Create the Global Descriptor Table. The Global Descriptor Table is the only table that is mandatory. The interrupt table can be bypassed simply by disabling interrupts. To build up the descriptor table, I referred to the AMD64 architecture manuals and created structures for legacy and long mode descriptors. I needed to create both and don’t know whether I need one GDT or two GDTs when doing my switch from Protected mode to Long mode. It turns out that you can use one GDT when switching to Long mode. You can use this same GDT and populate it with your legacy and new descriptors. This also required the implementation of mirroring the legacy descriptor tables and creating my own. The test was then to simply load the descriptor table and set the selectors. The set and resetting causes the hidden portions of the selectors to be flushed and reloaded from the new GDT. The descriptor table is loaded using the LGDT assembly instruction and stored into a memory location using the SGDT instruction.
Implement Page Tables. There are two implementations of paging available in Protected mode—the legacy paging and the PAE mechanisms. The code that is implemented for paging should mirror the method being used by the operating system. The operating system I tested on is using PAE, so I was not able to test my legacy paging implementation. The testing of the Page Tables was simply to swap out CR3 and swap in my own. To validate the test, however, you need to reset the Global bit of CR4. The processor allows the OS to provide hints on which pages to cache through the use of a Global bit in the Page Tables. If the code you are executing is on a Global page when you swap CR3, then it is likely that you would not crash even if your Page Tables were wrong. The solution is to unset this bit in CR4, thus disabling the global page caching before you provide your new pages. You can also validate that different Page Tables are working by writing into the memory locations and later validating them with the debugger.
Disable Paging. The paging needs to be disabled before you can enter 64-bit mode and this requires the creation of identitymapped pages. Identity-mapped pages are created when the virtual address is equal to the physical address. This allows paging to be enabled or disabled without the current instruction being transported to a random location in memory. This test would simply be to load our Page Tables because we have more control over the mapping, and then disable paging all together. This will help validate that our paging is working correctly; however, they may require some tricks to implement. The paging is disabled or enabled via the high bit of CR0. In Windows, the driver memory is in a very high address space, so you either need to jump to another address in the code or you could map your descriptor’s base address with a negative number.
Setup a Stack. I decided that it would be best to have my own stack while I am setting and jumping into 64-bit mode. The stack then needs to be properly mapped and can easily be tested by pushing values into it, restoring the old stack and the operating system, and finally verifying the memory locations in the debugger. I usually attempt to write 0DEADBEEFh to a memory location and validate that this was tagged later.

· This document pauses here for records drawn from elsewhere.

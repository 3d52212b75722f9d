//! Reliable transfer of whole buffers over the serial link.
//!
//! The PLI neither frames nor acknowledges raw bytes, so every transfer here
//! moves an exact number of bytes or fails: partial reads and writes are
//! retried with a running offset until the buffer is complete, a fixed retry
//! budget is exhausted, or the deadline for the whole call passes.

use std::process;
use std::thread;
use std::time::{Duration, Instant};

use embedded_io::{Error as _, ErrorKind};
use tracing::{debug, error};

use crate::error::{Error, Result};

/// How many incomplete loop iterations one transfer may consume.
const RETRY_BUDGET: u32 = 10;
/// Default wall-clock budget for one read or write.
pub const DEFAULT_IO_WAIT: Duration = Duration::from_secs(10);

/// What an expired [`Deadline`] does.
#[derive(Debug, Clone, Copy, PartialEq, Eq)]
pub enum TimeoutAction {
    /// Report the expiry to the caller so the operation fails cleanly.
    Recover,
    /// End the process. Only for startup conditions no caller can recover
    /// from, such as waiting for exclusive access to the port.
    Terminate,
}

/// Scoped timeout guard for one blocking operation.
///
/// A `Deadline` lives exactly as long as the call it guards and holds no
/// state outside itself, so an expiry cannot leak into a later, unrelated
/// operation.
#[derive(Debug)]
pub struct Deadline {
    expires: Instant,
    action: TimeoutAction,
}

/// Marker returned by [`Deadline::check`] when a `Recover` deadline expires.
#[derive(Debug, Clone, Copy, PartialEq, Eq)]
pub struct DeadlineExpired;

impl Deadline {
    /// Arm a deadline `wait` from now.
    pub fn start(wait: Duration, action: TimeoutAction) -> Self {
        Deadline {
            expires: Instant::now() + wait,
            action,
        }
    }

    /// Check the deadline and apply its action if it has passed.
    pub fn check(&self) -> std::result::Result<(), DeadlineExpired> {
        if Instant::now() < self.expires {
            return Ok(());
        }
        match self.action {
            TimeoutAction::Recover => Err(DeadlineExpired),
            TimeoutAction::Terminate => {
                error!("deadline expired, terminating");
                process::exit(2);
            }
        }
    }
}

/// Write all of `buf`, retrying partial transfers.
///
/// After the final byte goes out the call pauses for `settle`; the PLI may
/// otherwise answer the next request with a stale value instead of a freshly
/// computed one.
pub(crate) fn write_all<S: embedded_io::Write>(
    port: &mut S,
    buf: &[u8],
    wait: Duration,
    settle: Duration,
) -> Result<(), S::Error> {
    let deadline = Deadline::start(wait, TimeoutAction::Recover);
    let mut written = 0;
    let mut attempts = 0;

    while written < buf.len() {
        deadline.check().map_err(|_| Error::Timeout)?;

        let count = match port.write(&buf[written..]) {
            Ok(count) => count,
            // The port pacing us is not a transfer failure; the deadline
            // bounds how long we keep asking.
            Err(err) if err.kind() == ErrorKind::TimedOut => continue,
            Err(err) => return Err(Error::Serial(err)),
        };
        written += count;

        if written < buf.len() {
            if attempts >= RETRY_BUDGET {
                return Err(Error::IncompleteWrite);
            }
            attempts += 1;
            debug!(written, total = buf.len(), attempts, "partial write");
        }
    }

    thread::sleep(settle);

    Ok(())
}

/// Fill all of `buf` from the port, retrying partial transfers.
pub(crate) fn read_exact<S: embedded_io::Read>(
    port: &mut S,
    buf: &mut [u8],
    wait: Duration,
) -> Result<(), S::Error> {
    let deadline = Deadline::start(wait, TimeoutAction::Recover);
    let mut filled = 0;
    let mut attempts = 0;

    while filled < buf.len() {
        deadline.check().map_err(|_| Error::Timeout)?;

        let count = match port.read(&mut buf[filled..]) {
            Ok(count) => count,
            Err(err) if err.kind() == ErrorKind::TimedOut => continue,
            Err(err) => return Err(Error::Serial(err)),
        };
        filled += count;

        if filled < buf.len() {
            if attempts >= RETRY_BUDGET {
                return Err(Error::IncompleteRead);
            }
            attempts += 1;
            debug!(filled, total = buf.len(), attempts, "partial read");
        }
    }

    Ok(())
}

#[cfg(test)]
mod tests {
    use super::*;
    use crate::mock_serial::MockSerial;

    const NO_SETTLE: Duration = Duration::ZERO;

    #[test]
    fn write_completes_across_partial_accepts() {
        let mut port = MockSerial::new();
        // Three bytes per call: a 4-byte frame needs one retry.
        port.set_write_chunk(Some(3));

        write_all(&mut port, &[0x14, 0x35, 0x00, 0xEB], DEFAULT_IO_WAIT, NO_SETTLE).unwrap();
        assert_eq!(port.written_data(), &[0x14, 0x35, 0x00, 0xEB]);
    }

    #[test]
    fn write_single_byte_accepts_complete_within_budget() {
        let mut port = MockSerial::new();
        port.set_write_chunk(Some(1));

        write_all(&mut port, &[0xBB, 0x00, 0x00, 0x44], DEFAULT_IO_WAIT, NO_SETTLE).unwrap();
        assert_eq!(port.written_data(), &[0xBB, 0x00, 0x00, 0x44]);
    }

    #[test]
    fn write_without_progress_fails_incomplete() {
        let mut port = MockSerial::new();
        port.set_stall_writes(true);

        let result = write_all(&mut port, &[0x14, 0x35, 0x00, 0xEB], DEFAULT_IO_WAIT, NO_SETTLE);
        assert!(matches!(result, Err(Error::IncompleteWrite)));
        assert!(port.written_data().is_empty());
    }

    #[test]
    fn write_system_error_is_immediately_fatal() {
        let mut port = MockSerial::new();
        port.set_write_error(true);

        let result = write_all(&mut port, &[0x14, 0x35, 0x00, 0xEB], DEFAULT_IO_WAIT, NO_SETTLE);
        assert!(matches!(result, Err(Error::Serial(_))));
    }

    #[test]
    fn read_gathers_partial_chunks() {
        let mut port = MockSerial::new();
        port.set_read_data(&[0xC8, 0x2A]);
        port.set_read_chunk(Some(1));

        let mut response = [0u8; 2];
        read_exact(&mut port, &mut response, DEFAULT_IO_WAIT).unwrap();
        assert_eq!(response, [0xC8, 0x2A]);
    }

    #[test]
    fn read_without_progress_fails_incomplete() {
        // An exhausted port keeps reporting zero bytes; the budget must end
        // the loop rather than spin forever.
        let mut port = MockSerial::new();

        let mut response = [0u8; 2];
        let result = read_exact(&mut port, &mut response, DEFAULT_IO_WAIT);
        assert!(matches!(result, Err(Error::IncompleteRead)));
    }

    #[test]
    fn read_deadline_expiry_is_a_timeout() {
        let mut port = MockSerial::new();
        port.set_read_timeout(true);

        let mut response = [0u8; 2];
        let result = read_exact(&mut port, &mut response, Duration::from_millis(20));
        assert!(matches!(result, Err(Error::Timeout)));
    }

    #[test]
    fn expired_deadline_does_not_outlive_its_call() {
        let deadline = Deadline::start(Duration::ZERO, TimeoutAction::Recover);
        assert_eq!(deadline.check(), Err(DeadlineExpired));
        drop(deadline);

        // A fresh call gets a fresh budget.
        let mut port = MockSerial::new();
        port.set_read_data(&[0xC8, 0x01]);
        let mut response = [0u8; 2];
        read_exact(&mut port, &mut response, DEFAULT_IO_WAIT).unwrap();
        assert_eq!(response, [0xC8, 0x01]);
    }

    #[test]
    fn recover_deadline_reports_expiry() {
        let deadline = Deadline::start(Duration::ZERO, TimeoutAction::Recover);
        assert!(deadline.check().is_err());

        let deadline = Deadline::start(DEFAULT_IO_WAIT, TimeoutAction::Recover);
        assert!(deadline.check().is_ok());
    }
}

Switch to 64 Bit. This is exciting, and before you even validate that the 64-bit code itself is working, you want to test Compatibility mode. This is the mode that the processor initially starts out in when you enter Long mode. The switch to 64-bit mode is done through the extended features registers of the CPU. There was an optimization that I had taken when performing the setup for Long mode. This can be seen in the code; however, I simply reused all the Page Tables. Again, the 64-bit implementation is simply an extension of 32-bit PAE. There is one enhancement that I needed to make: Create my own copy of the Page Directory Pointer Table. In Legacy mode, bit 1 is reserved and must be 0; however, in 64- bit mode, it can be 1 for read/write. These are not compatible implementations and it only takes one bit to reboot the machine.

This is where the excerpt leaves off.